**TASK REQUIREMENTS**
Word for word, restate every entry that follows.
======== DATA SUPPLIED
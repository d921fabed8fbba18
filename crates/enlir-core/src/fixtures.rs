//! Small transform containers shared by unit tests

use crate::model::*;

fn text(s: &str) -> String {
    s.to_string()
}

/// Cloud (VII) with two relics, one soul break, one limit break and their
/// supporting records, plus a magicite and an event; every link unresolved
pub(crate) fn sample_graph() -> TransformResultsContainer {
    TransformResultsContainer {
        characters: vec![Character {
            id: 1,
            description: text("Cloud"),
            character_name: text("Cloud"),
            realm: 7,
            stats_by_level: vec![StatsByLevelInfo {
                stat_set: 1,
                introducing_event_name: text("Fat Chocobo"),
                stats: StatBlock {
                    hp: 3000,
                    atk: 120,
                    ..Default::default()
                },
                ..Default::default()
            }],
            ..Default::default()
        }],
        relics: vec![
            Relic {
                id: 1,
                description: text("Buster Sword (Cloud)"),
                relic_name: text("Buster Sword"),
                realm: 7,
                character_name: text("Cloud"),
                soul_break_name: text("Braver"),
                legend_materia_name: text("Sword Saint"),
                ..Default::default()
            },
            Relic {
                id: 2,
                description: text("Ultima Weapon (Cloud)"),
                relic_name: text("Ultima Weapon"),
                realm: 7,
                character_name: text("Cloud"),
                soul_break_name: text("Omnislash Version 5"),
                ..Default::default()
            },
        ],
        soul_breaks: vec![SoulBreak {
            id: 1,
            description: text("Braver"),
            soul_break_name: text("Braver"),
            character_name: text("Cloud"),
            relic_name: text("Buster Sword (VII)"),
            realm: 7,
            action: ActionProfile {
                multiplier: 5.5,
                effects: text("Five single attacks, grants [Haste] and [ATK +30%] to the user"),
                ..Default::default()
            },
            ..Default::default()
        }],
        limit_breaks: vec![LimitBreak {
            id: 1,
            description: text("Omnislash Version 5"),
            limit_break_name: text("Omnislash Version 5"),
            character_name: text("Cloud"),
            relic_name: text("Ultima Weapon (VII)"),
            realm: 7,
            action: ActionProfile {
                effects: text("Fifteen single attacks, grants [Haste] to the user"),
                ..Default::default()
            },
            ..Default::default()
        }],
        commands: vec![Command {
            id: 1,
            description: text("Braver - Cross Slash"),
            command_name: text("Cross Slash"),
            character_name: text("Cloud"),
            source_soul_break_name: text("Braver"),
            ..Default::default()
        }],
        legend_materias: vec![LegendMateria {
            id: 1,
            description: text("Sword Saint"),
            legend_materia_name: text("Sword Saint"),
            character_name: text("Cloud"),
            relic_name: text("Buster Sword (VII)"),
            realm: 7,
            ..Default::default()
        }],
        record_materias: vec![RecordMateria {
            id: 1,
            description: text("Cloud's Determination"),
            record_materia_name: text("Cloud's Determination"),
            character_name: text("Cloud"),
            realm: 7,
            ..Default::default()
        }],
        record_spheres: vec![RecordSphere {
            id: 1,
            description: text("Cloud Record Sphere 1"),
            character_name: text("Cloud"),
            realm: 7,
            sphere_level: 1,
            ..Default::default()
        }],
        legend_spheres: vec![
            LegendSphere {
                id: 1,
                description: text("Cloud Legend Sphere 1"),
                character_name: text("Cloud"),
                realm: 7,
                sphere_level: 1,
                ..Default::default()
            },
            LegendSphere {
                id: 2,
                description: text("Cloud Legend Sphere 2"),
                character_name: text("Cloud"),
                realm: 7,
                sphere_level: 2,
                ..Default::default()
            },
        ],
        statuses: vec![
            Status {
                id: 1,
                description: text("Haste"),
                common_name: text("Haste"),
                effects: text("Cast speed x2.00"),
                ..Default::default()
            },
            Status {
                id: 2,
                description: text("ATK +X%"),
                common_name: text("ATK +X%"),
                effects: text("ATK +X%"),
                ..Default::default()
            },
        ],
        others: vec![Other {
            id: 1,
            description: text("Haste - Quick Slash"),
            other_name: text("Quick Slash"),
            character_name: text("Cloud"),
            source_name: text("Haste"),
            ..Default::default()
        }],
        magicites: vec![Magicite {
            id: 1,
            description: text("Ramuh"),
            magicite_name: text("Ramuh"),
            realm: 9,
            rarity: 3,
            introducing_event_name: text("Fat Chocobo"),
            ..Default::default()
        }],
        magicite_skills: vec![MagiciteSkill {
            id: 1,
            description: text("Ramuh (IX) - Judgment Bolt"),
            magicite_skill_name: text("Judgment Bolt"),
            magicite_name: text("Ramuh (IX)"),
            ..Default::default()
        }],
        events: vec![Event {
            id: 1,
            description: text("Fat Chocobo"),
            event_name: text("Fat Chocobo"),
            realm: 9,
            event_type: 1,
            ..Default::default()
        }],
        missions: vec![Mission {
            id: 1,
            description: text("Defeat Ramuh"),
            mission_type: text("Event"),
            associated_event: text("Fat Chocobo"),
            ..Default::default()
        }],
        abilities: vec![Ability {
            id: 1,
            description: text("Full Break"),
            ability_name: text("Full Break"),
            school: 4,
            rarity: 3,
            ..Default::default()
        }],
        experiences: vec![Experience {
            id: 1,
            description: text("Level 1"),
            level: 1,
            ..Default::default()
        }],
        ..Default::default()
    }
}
================
**COMPLETED TASK**
repository d921fabed8fbba18
filename crates/enlir-core/src/fixtures.rs
//! Small transform containers shared by unit tests

use crate::model::*;

fn text(s: &str) -> String {
    s.to_string()
}

/// Cloud (VII) with two relics, one soul break, one limit break and their
/// supporting records, plus a magicite and an event; every link unresolved
pub(crate) fn sample_graph() -> TransformResultsContainer {
    TransformResultsContainer {
        characters: vec![Character {
            id: 1,
            description: text("Cloud"),
            character_name: text("Cloud"),
            realm: 7,
            stats_by_level: vec![StatsByLevelInfo {
                stat_set: 1,
                introducing_event_name: text("Fat Chocobo"),
                stats: StatBlock {
                    hp: 3000,
                    atk: 120,
                    ..Default::default()
                },
                ..Default::default()
            }],
            ..Default::default()
        }],
        relics: vec![
            Relic {
                id: 1,
                description: text("Buster Sword (Cloud)"),
                relic_name: text("Buster Sword"),
                realm: 7,
                character_name: text("Cloud"),
                soul_break_name: text("Braver"),
                legend_materia_name: text("Sword Saint"),
                ..Default::default()
            },
            Relic {
                id: 2,
                description: text("Ultima Weapon (Cloud)"),
                relic_name: text("Ultima Weapon"),
                realm: 7,
                character_name: text("Cloud"),
                soul_break_name: text("Omnislash Version 5"),
                ..Default::default()
            },
        ],
        soul_breaks: vec![SoulBreak {
            id: 1,
            description: text("Braver"),
            soul_break_name: text("Braver"),
            character_name: text("Cloud"),
            relic_name: text("Buster Sword (VII)"),
            realm: 7,
            action: ActionProfile {
                multiplier: 5.5,
                effects: text("Five single attacks, grants [Haste] and [ATK +30%] to the user"),
                ..Default::default()
            },
            ..Default::default()
        }],
        limit_breaks: vec![LimitBreak {
            id: 1,
            description: text("Omnislash Version 5"),
            limit_break_name: text("Omnislash Version 5"),
            character_name: text("Cloud"),
            relic_name: text("Ultima Weapon (VII)"),
            realm: 7,
            action: ActionProfile {
                effects: text("Fifteen single attacks, grants [Haste] to the user"),
                ..Default::default()
            },
            ..Default::default()
        }],
        commands: vec![Command {
            id: 1,
            description: text("Braver - Cross Slash"),
            command_name: text("Cross Slash"),
            character_name: text("Cloud"),
            source_soul_break_name: text("Braver"),
            ..Default::default()
        }],
        legend_materias: vec![LegendMateria {
            id: 1,
            description: text("Sword Saint"),
            legend_materia_name: text("Sword Saint"),
            character_name: text("Cloud"),
            relic_name: text("Buster Sword (VII)"),
            realm: 7,
            ..Default::default()
        }],
        record_materias: vec![RecordMateria {
            id: 1,
            description: text("Cloud's Determination"),
            record_materia_name: text("Cloud's Determination"),
            character_name: text("Cloud"),
            realm: 7,
            ..Default::default()
        }],
        record_spheres: vec![RecordSphere {
            id: 1,
            description: text("Cloud Record Sphere 1"),
            character_name: text("Cloud"),
            realm: 7,
            sphere_level: 1,
            ..Default::default()
        }],
        legend_spheres: vec![
            LegendSphere {
                id: 1,
                description: text("Cloud Legend Sphere 1"),
                character_name: text("Cloud"),
                realm: 7,
                sphere_level: 1,
                ..Default::default()
            },
            LegendSphere {
                id: 2,
                description: text("Cloud Legend Sphere 2"),
                character_name: text("Cloud"),
                realm: 7,
                sphere_level: 2,
                ..Default::default()
            },
        ],
        statuses: vec![
            Status {
                id: 1,
                description: text("Haste"),
                common_name: text("Haste"),
                effects: text("Cast speed x2.00"),
                ..Default::default()
            },
            Status {
                id: 2,
                description: text("ATK +X%"),
                common_name: text("ATK +X%"),
                effects: text("ATK +X%"),
                ..Default::default()
            },
        ],
        others: vec![Other {
            id: 1,
            description: text("Haste - Quick Slash"),
            other_name: text("Quick Slash"),
            character_name: text("Cloud"),
            source_name: text("Haste"),
            ..Default::default()
        }],
        magicites: vec![Magicite {
            id: 1,
            description: text("Ramuh"),
            magicite_name: text("Ramuh"),
            realm: 9,
            rarity: 3,
            introducing_event_name: text("Fat Chocobo"),
            ..Default::default()
        }],
        magicite_skills: vec![MagiciteSkill {
            id: 1,
            description: text("Ramuh (IX) - Judgment Bolt"),
            magicite_skill_name: text("Judgment Bolt"),
            magicite_name: text("Ramuh (IX)"),
            ..Default::default()
        }],
        events: vec![Event {
            id: 1,
            description: text("Fat Chocobo"),
            event_name: text("Fat Chocobo"),
            realm: 9,
            event_type: 1,
            ..Default::default()
        }],
        missions: vec![Mission {
            id: 1,
            description: text("Defeat Ramuh"),
            mission_type: text("Event"),
            associated_event: text("Fat Chocobo"),
            ..Default::default()
        }],
        abilities: vec![Ability {
            id: 1,
            description: text("Full Break"),
            ability_name: text("Full Break"),
            school: 4,
            rarity: 3,
            ..Default::default()
        }],
        experiences: vec![Experience {
            id: 1,
            description: text("Level 1"),
            level: 1,
            ..Default::default()
        }],
        ..Default::default()
    }
}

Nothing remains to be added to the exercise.